Ветлицкий потер озадаченно лоб. Глаза девушки умоляли, лицо какое‑то беспомощное, вздрагивающее.

– Ты, Зина, что смеешься, что ли? Или не знаешь, что закон запрещает работать по две смены?

– Мне очень нужно! Очень… – она опустила голову и вдруг всхлипнула. Ветлицкий смущенно кашлянул.

– Вот еще не хватало… Перестань… – положил он успокаивающе руку на худенькое плечо девушки. От ее волос пахнуло чем‑то знакомым, очень знакомым. И тут он вспомнил: то был родной запах материных кос. В сердце Ветлицкого плеснулась нежность, и он промолвил натянуто:

– Ты совсем того… Наряды, что ли, понадобились? Чего тебе вдруг приспичило?

– У меня… у меня… пропали деньги… ученические, всхлипывала Зина. – Не на что дожить до получки, а взаймы никто не дает.

– Фю–ю-ю!

Ветлицкий отступил на шаг, посмотрел на ее мокрое лицо.

– Почему молчала, что тебя обокрали?

– А кому говорить? Стыдно… Дура я деревенокая.

– Значит, решила по две смены работать на голодный желудок?
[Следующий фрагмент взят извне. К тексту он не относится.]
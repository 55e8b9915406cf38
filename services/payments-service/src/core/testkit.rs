// /learnhub-lms/services/payments-service/src/core/testkit.rs
// In-memory store doubles untuk unit test engine & checkout tanpa Postgres.
// Semua mutation di bawah satu Mutex per store, jadi guarantee atomicity-nya
// setara dengan conditional UPDATE di implementasi Postgres.

use bigdecimal::BigDecimal;
use chrono::{DateTime, Utc};
use std::collections::HashMap;
use std::str::FromStr;
use std::sync::atomic::{AtomicBool, Ordering};
use std::sync::Arc;
use tokio::sync::Mutex;
use uuid::Uuid;

use crate::models::{
    Course, Enrollment, GatewayMetadata, GatewayPayment, GatewayStatus, PaymentRecord,
    PaymentTransaction, PromoCode, RecordStatus, TransactionStatus,
};
use crate::utils::error::AppResult;
use super::stores::*;

use async_trait::async_trait;

// ========================= FIXTURES =========================

/// Satu set store untuk satu test
pub struct Fixtures {
    pub ledger: Arc<MemLedger>,
    pub enrollments: Arc<MemEnrollments>,
    pub records: Arc<MemRecords>,
    pub promos: Arc<MemPromos>,
    pub catalog: Arc<MemCatalog>,
    pub gateway: Arc<StubGateway>,
}

impl Fixtures {
    pub fn new() -> Self {
        Self {
            ledger: Arc::new(MemLedger::default()),
            enrollments: Arc::new(MemEnrollments::default()),
            records: Arc::new(MemRecords::default()),
            promos: Arc::new(MemPromos::default()),
            catalog: Arc::new(MemCatalog::default()),
            gateway: Arc::new(StubGateway::default()),
        }
    }
}

// ========================= TRANSACTION LEDGER =========================

#[derive(Default)]
pub struct MemLedger {
    rows: Mutex<Vec<PaymentTransaction>>,
}

impl MemLedger {
    pub async fn seed(&self, transaction: PaymentTransaction) {
        self.rows.lock().await.push(transaction);
    }

    pub async fn get(&self, reference: &str) -> Option<PaymentTransaction> {
        self.rows
            .lock()
            .await
            .iter()
            .find(|t| t.reference == reference)
            .cloned()
    }

    pub async fn all(&self) -> Vec<PaymentTransaction> {
        self.rows.lock().await.clone()
    }
}

#[async_trait]
impl TransactionStore for MemLedger {
    async fn create(&self, new: NewTransaction) -> AppResult<PaymentTransaction> {
        let transaction = PaymentTransaction {
            id: Uuid::new_v4(),
            reference: new.reference,
            user_id: new.user_id,
            course_slug: new.course_slug,
            course_name: new.course_name,
            original_price: new.original_price,
            discount_code: new.discount_code,
            discount_amount: new.discount_amount,
            final_price: new.final_price,
            currency: new.currency,
            gateway_payment_id: None,
            status: TransactionStatus::Pending.as_db_str().to_string(),
            initiated_at: Utc::now(),
            completed_at: None,
        };
        self.rows.lock().await.push(transaction.clone());
        Ok(transaction)
    }

    async fn find_by_reference(&self, reference: &str) -> AppResult<Option<PaymentTransaction>> {
        Ok(self.get(reference).await)
    }

    async fn find_by_gateway_id(
        &self,
        gateway_payment_id: &str,
    ) -> AppResult<Option<PaymentTransaction>> {
        Ok(self
            .rows
            .lock()
            .await
            .iter()
            .find(|t| t.gateway_payment_id.as_deref() == Some(gateway_payment_id))
            .cloned())
    }

    async fn attach_gateway_id(&self, reference: &str, gateway_payment_id: &str) -> AppResult<()> {
        let mut rows = self.rows.lock().await;
        if let Some(row) = rows.iter_mut().find(|t| t.reference == reference) {
            if row.gateway_payment_id.is_none() {
                row.gateway_payment_id = Some(gateway_payment_id.to_string());
            }
        }
        Ok(())
    }

    async fn mark_completed(&self, reference: &str) -> AppResult<bool> {
        let mut rows = self.rows.lock().await;
        match rows.iter_mut().find(|t| t.reference == reference) {
            Some(row) if row.status != "completed" => {
                row.status = "completed".to_string();
                row.completed_at = Some(Utc::now());
                Ok(true)
            }
            _ => Ok(false),
        }
    }

    async fn mark_failed(&self, reference: &str) -> AppResult<bool> {
        let mut rows = self.rows.lock().await;
        match rows.iter_mut().find(|t| t.reference == reference) {
            Some(row)
                if TransactionStatus::from_str(&row.status).is_in_flight() =>
            {
                row.status = "failed".to_string();
                Ok(true)
            }
            _ => Ok(false),
        }
    }
}

// ========================= ENROLLMENTS =========================

#[derive(Default)]
pub struct MemEnrollments {
    rows: Mutex<Vec<Enrollment>>,
}

impl MemEnrollments {
    pub async fn seed(&self, enrollment: Enrollment) {
        self.rows.lock().await.push(enrollment);
    }

    pub async fn all(&self) -> Vec<Enrollment> {
        self.rows.lock().await.clone()
    }
}

#[async_trait]
impl EnrollmentStore for MemEnrollments {
    async fn find(&self, user_id: Uuid, course_slug: &str) -> AppResult<Option<Enrollment>> {
        Ok(self
            .rows
            .lock()
            .await
            .iter()
            .find(|e| e.user_id == user_id && e.course_slug == course_slug)
            .cloned())
    }

    async fn grant_paid(&self, grant: PaidGrant) -> AppResult<GrantOutcome> {
        let mut rows = self.rows.lock().await;

        if let Some(row) = rows
            .iter_mut()
            .find(|e| e.user_id == grant.user_id && e.course_slug == grant.course_slug)
        {
            if row.paid {
                return Ok(GrantOutcome::AlreadyPaid);
            }
            row.paid = true;
            row.amount = grant.amount;
            row.payment_id = Some(grant.payment_id);
            row.payment_date = Some(Utc::now());
            if row.course_name.is_none() {
                row.course_name = grant.course_name;
            }
            return Ok(GrantOutcome::Upgraded);
        }

        rows.push(Enrollment {
            id: Uuid::new_v4(),
            user_id: grant.user_id,
            course_slug: grant.course_slug,
            course_name: grant.course_name,
            enrolled_at: Utc::now(),
            progress: 0,
            completed_lessons: vec![],
            paid: true,
            amount: grant.amount,
            payment_id: Some(grant.payment_id),
            payment_date: Some(Utc::now()),
            is_enrolled: true,
        });
        Ok(GrantOutcome::Created)
    }
}

// ========================= PAYMENT RECORDS =========================

#[derive(Default)]
pub struct MemRecords {
    rows: Mutex<Vec<PaymentRecord>>,
}

impl MemRecords {
    pub async fn all(&self) -> Vec<PaymentRecord> {
        self.rows.lock().await.clone()
    }

    /// Seed pending manual record, return id-nya
    pub async fn seed_pending_manual(
        &self,
        user_id: Uuid,
        course_slug: &str,
        amount: &str,
        transaction_id: &str,
    ) -> Uuid {
        let id = Uuid::new_v4();
        self.rows.lock().await.push(PaymentRecord {
            id,
            user_id,
            course_slug: course_slug.to_string(),
            amount: BigDecimal::from_str(amount).unwrap(),
            method: "manual".to_string(),
            status: "pending".to_string(),
            transaction_id: transaction_id.to_string(),
            submitted_at: Utc::now(),
            processed_at: None,
        });
        id
    }
}

#[async_trait]
impl PaymentRecordStore for MemRecords {
    async fn record_once(&self, record: NewPaymentRecord) -> AppResult<bool> {
        let mut rows = self.rows.lock().await;
        if rows.iter().any(|r| r.transaction_id == record.transaction_id) {
            return Ok(false);
        }
        rows.push(PaymentRecord {
            id: Uuid::new_v4(),
            user_id: record.user_id,
            course_slug: record.course_slug,
            amount: record.amount,
            method: record.method.as_db_str().to_string(),
            status: record.status.as_db_str().to_string(),
            transaction_id: record.transaction_id,
            submitted_at: Utc::now(),
            processed_at: record.processed_at,
        });
        Ok(true)
    }

    async fn find_by_id(&self, id: Uuid) -> AppResult<Option<PaymentRecord>> {
        Ok(self.rows.lock().await.iter().find(|r| r.id == id).cloned())
    }

    async fn list(
        &self,
        status: Option<&str>,
        page: u32,
        limit: u32,
    ) -> AppResult<(Vec<PaymentRecord>, i64)> {
        let rows = self.rows.lock().await;
        let filtered: Vec<PaymentRecord> = rows
            .iter()
            .filter(|r| status.map(|s| r.status == s).unwrap_or(true))
            .cloned()
            .collect();
        let total = filtered.len() as i64;
        let offset = (page.max(1) as usize - 1).saturating_mul(limit as usize);
        let items = filtered.into_iter().skip(offset).take(limit as usize).collect();
        Ok((items, total))
    }

    async fn finalize(&self, id: Uuid, status: RecordStatus) -> AppResult<bool> {
        let mut rows = self.rows.lock().await;
        match rows.iter_mut().find(|r| r.id == id) {
            Some(row) if row.status == "pending" => {
                row.status = status.as_db_str().to_string();
                row.processed_at = Some(Utc::now());
                Ok(true)
            }
            _ => Ok(false),
        }
    }
}

// ========================= PROMOS & CATALOG =========================

#[derive(Default)]
pub struct MemPromos {
    rows: Mutex<Vec<PromoCode>>,
}

impl MemPromos {
    pub async fn seed(&self, promo: PromoCode) {
        self.rows.lock().await.push(promo);
    }

    pub async fn used_count(&self, code: &str) -> Option<i32> {
        self.rows
            .lock()
            .await
            .iter()
            .find(|p| p.code == code)
            .map(|p| p.used_count)
    }
}

#[async_trait]
impl PromoStore for MemPromos {
    async fn redeem(&self, code: &str, now: DateTime<Utc>) -> AppResult<PromoRedemption> {
        let mut rows = self.rows.lock().await;
        let Some(row) = rows.iter_mut().find(|p| p.code == code) else {
            return Ok(PromoRedemption::NotFound);
        };
        if row.expires_at.map(|e| e < now).unwrap_or(false) {
            return Ok(PromoRedemption::Expired);
        }
        if row.used_count >= row.max_uses {
            return Ok(PromoRedemption::Exhausted);
        }
        row.used_count += 1;
        Ok(PromoRedemption::Applied(row.clone()))
    }
}

#[derive(Default)]
pub struct MemCatalog {
    rows: Mutex<Vec<Course>>,
}

impl MemCatalog {
    pub async fn seed(&self, course: Course) {
        self.rows.lock().await.push(course);
    }
}

#[async_trait]
impl CourseCatalog for MemCatalog {
    async fn find_by_slug(&self, slug: &str) -> AppResult<Option<Course>> {
        Ok(self.rows.lock().await.iter().find(|c| c.slug == slug).cloned())
    }
}

// ========================= GATEWAY STUB =========================

#[derive(Default)]
pub struct StubGateway {
    payments: Mutex<HashMap<String, GatewayPayment>>,
    unavailable: AtomicBool,
}

impl StubGateway {
    pub async fn insert(&self, payment: GatewayPayment) {
        self.payments
            .lock()
            .await
            .insert(payment.payment_id.clone(), payment);
    }

    pub fn set_unavailable(&self, down: bool) {
        self.unavailable.store(down, Ordering::SeqCst);
    }
}

#[async_trait]
impl PaymentGateway for StubGateway {
    async fn fetch_payment(&self, payment_id: &str) -> Result<GatewayPayment, GatewayError> {
        if self.unavailable.load(Ordering::SeqCst) {
            return Err(GatewayError::Unavailable("stub outage".to_string()));
        }
        self.payments
            .lock()
            .await
            .get(payment_id)
            .cloned()
            .ok_or(GatewayError::NotFound)
    }
}

// ========================= BUILDERS =========================

pub fn meta(
    user_id: Option<Uuid>,
    course_slug: Option<&str>,
    course_name: Option<&str>,
) -> GatewayMetadata {
    GatewayMetadata {
        user_id: user_id.map(|u| u.to_string()),
        course_slug: course_slug.map(str::to_string),
        course_name: course_name.map(str::to_string),
        amount: None,
    }
}

pub fn gateway_payment(
    payment_id: &str,
    status: GatewayStatus,
    total_amount: Option<i64>,
    metadata: GatewayMetadata,
) -> GatewayPayment {
    GatewayPayment {
        payment_id: payment_id.to_string(),
        status,
        total_amount,
        currency: Some("USD".to_string()),
        metadata,
    }
}

fn transaction(
    reference: &str,
    user_id: Uuid,
    course_slug: &str,
    final_price: &str,
    status: &str,
) -> PaymentTransaction {
    let price = BigDecimal::from_str(final_price).unwrap();
    PaymentTransaction {
        id: Uuid::new_v4(),
        reference: reference.to_string(),
        user_id: Some(user_id),
        course_slug: Some(course_slug.to_string()),
        course_name: None,
        original_price: price.clone(),
        discount_code: None,
        discount_amount: BigDecimal::from(0),
        final_price: price,
        currency: "USD".to_string(),
        gateway_payment_id: None,
        status: status.to_string(),
        initiated_at: Utc::now(),
        completed_at: None,
    }
}

pub fn pending_transaction(
    reference: &str,
    user_id: Uuid,
    course_slug: &str,
    final_price: &str,
) -> PaymentTransaction {
    transaction(reference, user_id, course_slug, final_price, "pending")
}

pub fn completed_transaction(
    reference: &str,
    user_id: Uuid,
    course_slug: &str,
    final_price: &str,
) -> PaymentTransaction {
    let mut txn = transaction(reference, user_id, course_slug, final_price, "completed");
    txn.completed_at = Some(Utc::now());
    txn
}

pub fn unpaid_enrollment(user_id: Uuid, course_slug: &str) -> Enrollment {
    Enrollment {
        id: Uuid::new_v4(),
        user_id,
        course_slug: course_slug.to_string(),
        course_name: None,
        enrolled_at: Utc::now(),
        progress: 0,
        completed_lessons: vec![],
        paid: false,
        amount: None,
        payment_id: None,
        payment_date: None,
        is_enrolled: true,
    }
}

pub fn course(slug: &str, name: &str, price: &str) -> Course {
    Course {
        id: Uuid::new_v4(),
        slug: slug.to_string(),
        name: name.to_string(),
        price: BigDecimal::from_str(price).unwrap(),
        currency: "USD".to_string(),
    }
}

pub fn promo(code: &str, discount_percent: i32, max_uses: i32, used_count: i32) -> PromoCode {
    PromoCode {
        id: Uuid::new_v4(),
        code: code.to_string(),
        discount_percent,
        max_uses,
        used_count,
        expires_at: None,
    }
}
Ну, знаешь…

Зина, опустив голову, теребила концы пояска на платье.

– Всыпать бы тебе за такое поведение, да уж ладно… Денег на прожиточный минимум сообразим. Завтра. А пока… – Ветлицкий вынул из кармана конверт с полученными по приказу Круцкого премиальными для рабочих, протянул Зине червонец. – Вот, возьми пока…

– Нет! – вспыхнула она. – Я хочу сама! Позвольте только, я хоть сутки не выйду из цеха, я буду работать, как… как…

Ветлицкий сунул деньги Зине в кармашек и, отстранив ее рукой, вышел в пролет. И уже не видел, как посветлели глаза, смотревшие ему в спину, ни кроткой улыбки, вздрагивавшей на припухших от слез губах Зины. Он шел, бормоча сердито себе под нос:

– Дер–р-ревня… чер–р-рт! Сидела бы при материной юбке, работала в своем колхозе, так нет! Живет впроголодь, да еще и обворовывают растяпу!

Ветлицкий любил деревню, но не любил деревенских. С детства не любил. Он вырос в городе, в рабочей семье: отец на заводе собирал станки, мать делала на фабрике спички, зарабатывали неплохо, но дома всегда чего‑нибудь не хватало. Волжские города, как известно, никогда не отличались изобилием… Другое дело – в деревнях. Старшая материна сестра жила возле Челновершин, младшая – в Елховке. Хорошо жили, хитро, а потому и прибыльно. Приезжали с мужьями в город торговать квашениной, солониной, убоиной, жили у городских родственников на дармовых харчах, занимали их квартиру и хвастали во хмелю своей оборотливостью и другими славными качествами.

Отца, мать да и самого Станислава вместе с другими старшеклассниками отправляли каждую осень в колхозы копать картошку, свеклу, резать капусту. Приходилось с рассвета дотемна работать под нудным дождем–сеянцем, а деревенские в это время убирали собственные приусадебные участки и посмеивались, глядя на городских людей, утопающих в степной грязи.

В военные и послевоенные годы каждую весну рабочие с детьми и стариками выбирались на огородные участки и подобно рабам древнего Египта долбили мотыгами клеклую землю, копали, боронили, сажали все ту же картошку и свеклу, чтобы иметь что‑нибудь свое, чтобы не платить на рынке втридорога ухватливым и оборотливым шустрякам.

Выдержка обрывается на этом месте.